My hon. Friend makes a good point and in addition to the payday action plan that I referred to in response to an earlier question, it is important—as he says—that the Government have announced they will raise the credit union interest rate cap from 2% to 3%. That should reduce the losses made on loans, increase stability in the sector, and improve consumer access. The Government have also committed up to £38 million in additional investment in credit unions, which should increase access for at least 1 million more people. I hope that will do what my hon. Friend asks in promoting credit unions as an alternative.

The headmaster of Bishop Wordsworth’s school informs me that, by the end of the current spending review period, he will receive £150,000 a year less for sixth-form provision. May we have a statement from the Education Secretary on how he is enabling excellent schools such as Bishop’s to thrive as well as providing funding for pupils from disadvantaged backgrounds?

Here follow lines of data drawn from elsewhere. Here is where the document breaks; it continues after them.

// Integration tests for the bot runner, driven by the in-memory SDK

use std::path::PathBuf;
use std::sync::{Arc, Mutex};
use std::time::Duration;

use korth_spirit::config::BotConfig;
use korth_spirit::runner::{self, EventConsumer, LoggingConsumer, WelcomeConsumer};
use korth_spirit::{Attribute, Coordinates, EventEnvelope, EventKind, FakeSdk, Sdk, Universe};
use tokio::sync::{mpsc, watch};

fn bot_config(greeting: Option<&str>) -> BotConfig {
    BotConfig {
        bot_name: "Korth".to_string(),
        citizen_number: 318855,
        password: "secret".to_string(),
        world_name: "AWTeen".to_string(),
        coordinates: Coordinates::new(1000, 0, -1000),
        greeting: greeting.map(str::to_string),
        sdk_path: PathBuf::from("aw64.dll"),
        universe: Universe::default(),
        build: 134,
    }
}

/// Forwards every envelope to the test
struct ForwardingConsumer(mpsc::UnboundedSender<EventEnvelope>);

impl EventConsumer for ForwardingConsumer {
    fn handle_event(&mut self, envelope: EventEnvelope) {
        let _ = self.0.send(envelope);
    }
}

async fn wait_for(fake: &FakeSdk, call: &str) -> bool {
    for _ in 0..200 {
        if fake.calls().iter().any(|c| c == call) {
            return true;
        }
        tokio::time::sleep(Duration::from_millis(10)).await;
    }
    false
}

#[tokio::test]
async fn test_bot_lifecycle() {
    let fake = Arc::new(FakeSdk::new());
    let (shutdown_tx, shutdown_rx) = watch::channel(false);
    let (seen_tx, mut seen_rx) = mpsc::unbounded_channel();

    fake.push_event(
        EventKind::Chat,
        vec![
            (Attribute::AvatarName, "Visitor".into()),
            (Attribute::ChatMessage, "hello bot".into()),
            (Attribute::ChatSession, 12.into()),
        ],
    );

    let bot = tokio::spawn(runner::run_bot(
        fake.clone(),
        bot_config(Some("Hi there")),
        move |_| -> Vec<Box<dyn EventConsumer>> {
            vec![Box::new(LoggingConsumer), Box::new(ForwardingConsumer(seen_tx))]
        },
        shutdown_rx,
    ));

    let envelope = tokio::time::timeout(Duration::from_secs(5), seen_rx.recv())
        .await
        .expect("no event within timeout")
        .expect("channel closed");
    assert_eq!(envelope.kind, EventKind::Chat);
    assert_eq!(envelope.string(Attribute::ChatMessage), Some("hello bot"));
    assert_eq!(envelope.string(Attribute::AvatarName), Some("Visitor"));

    shutdown_tx.send(true).unwrap();
    bot.await.unwrap().unwrap();

    let calls = fake.calls();
    assert!(calls.contains(&"aw_init(134)".to_string()));
    assert!(calls.contains(&"aw_enter(AWTeen)".to_string()));
    assert!(calls.contains(&"aw_say(Hi there)".to_string()));
    assert_eq!(calls.last().map(String::as_str), Some("aw_term()"));
    assert_eq!(fake.live_instances(), 0);
    assert_eq!(fake.int(Attribute::MyX), 1000);
}

#[tokio::test]
async fn test_consumers_act_through_the_sdk_thread() {
    let fake = Arc::new(FakeSdk::new());
    let (shutdown_tx, shutdown_rx) = watch::channel(false);

    let bot = tokio::spawn(runner::run_bot(
        fake.clone(),
        bot_config(None),
        |action_tx| -> Vec<Box<dyn EventConsumer>> {
            vec![Box::new(WelcomeConsumer::new("Welcome!", action_tx))]
        },
        shutdown_rx,
    ));

    assert!(wait_for(&fake, "aw_enter(AWTeen)").await);
    fake.push_event(
        EventKind::AvatarAdd,
        vec![
            (Attribute::AvatarSession, 77.into()),
            (Attribute::AvatarName, "Newcomer".into()),
        ],
    );

    assert!(
        wait_for(&fake, "aw_whisper(77, Welcome!)").await,
        "greeting was never whispered: {:?}",
        fake.calls()
    );

    shutdown_tx.send(true).unwrap();
    bot.await.unwrap().unwrap();
}

#[tokio::test]
async fn test_unbridged_events_are_not_forwarded() {
    let fake = Arc::new(FakeSdk::new());
    let (shutdown_tx, shutdown_rx) = watch::channel(false);
    let seen = Arc::new(Mutex::new(Vec::new()));

    struct Recorder(Arc<Mutex<Vec<EventKind>>>);
    impl EventConsumer for Recorder {
        fn handle_event(&mut self, envelope: EventEnvelope) {
            self.0.lock().unwrap().push(envelope.kind);
        }
    }

    let recorder = seen.clone();
    let bot = tokio::spawn(runner::run_bot(
        fake.clone(),
        bot_config(None),
        move |_| -> Vec<Box<dyn EventConsumer>> { vec![Box::new(Recorder(recorder))] },
        shutdown_rx,
    ));

    assert!(wait_for(&fake, "aw_enter(AWTeen)").await);
    fake.push_event(EventKind::ObjectClick, Vec::new());
    fake.push_event(EventKind::AvatarDelete, vec![(Attribute::AvatarName, "Gone".into())]);

    for _ in 0..200 {
        if !seen.lock().unwrap().is_empty() {
            break;
        }
        tokio::time::sleep(Duration::from_millis(10)).await;
    }
    shutdown_tx.send(true).unwrap();
    bot.await.unwrap().unwrap();

    assert_eq!(*seen.lock().unwrap(), vec![EventKind::AvatarDelete]);
    assert!(!fake.has_handler(EventKind::ObjectClick));
}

I know my hon. Friend has written to Department for Education Ministers—I will encourage them to respond more fully than I can now—but he knows that we have taken steps to protect funding in school budgets with a minimum funding guarantee. Announcements were made only last week, I believe, on further simplifying and protecting schools in the context of the complex structure of school funding we inherited from Labour. I hope we can go further in that regard after the spending review.

May we have a debate on tax reform? Hon. Members are concerned about the shameless tax avoidance by the likes of Google and Amazon, and, we now learn, by the Labour party. They need to change, but we need to consider what we can do to fix things for the long term.

My hon. Friend is absolutely right. It is perfectly obvious that we need to ensure that we actively enforce the current legislation. Her Majesty’s Revenue and Customs has set out to do so. Something like—[Interruption.] Thank you. If I am at all disorderly, Mr Speaker will tell me; I do not need the hon. Member for Dunfermline and West Fife (Thomas Docherty) to do so. HMRC has secured something like £23 billion in total through improved enforcement measures and up to £2 billion in revenue in relation to contentious current issues such as transfer pricing in large companies. My hon. Friend makes an important point. We should not only enforce the law as it is, but look continuously to ensure that it is clear and ensures that everybody makes their contribution. Tax rates can be lower if everybody is under the law and pays the tax they are due to pay and the appropriate level in relation to their activities.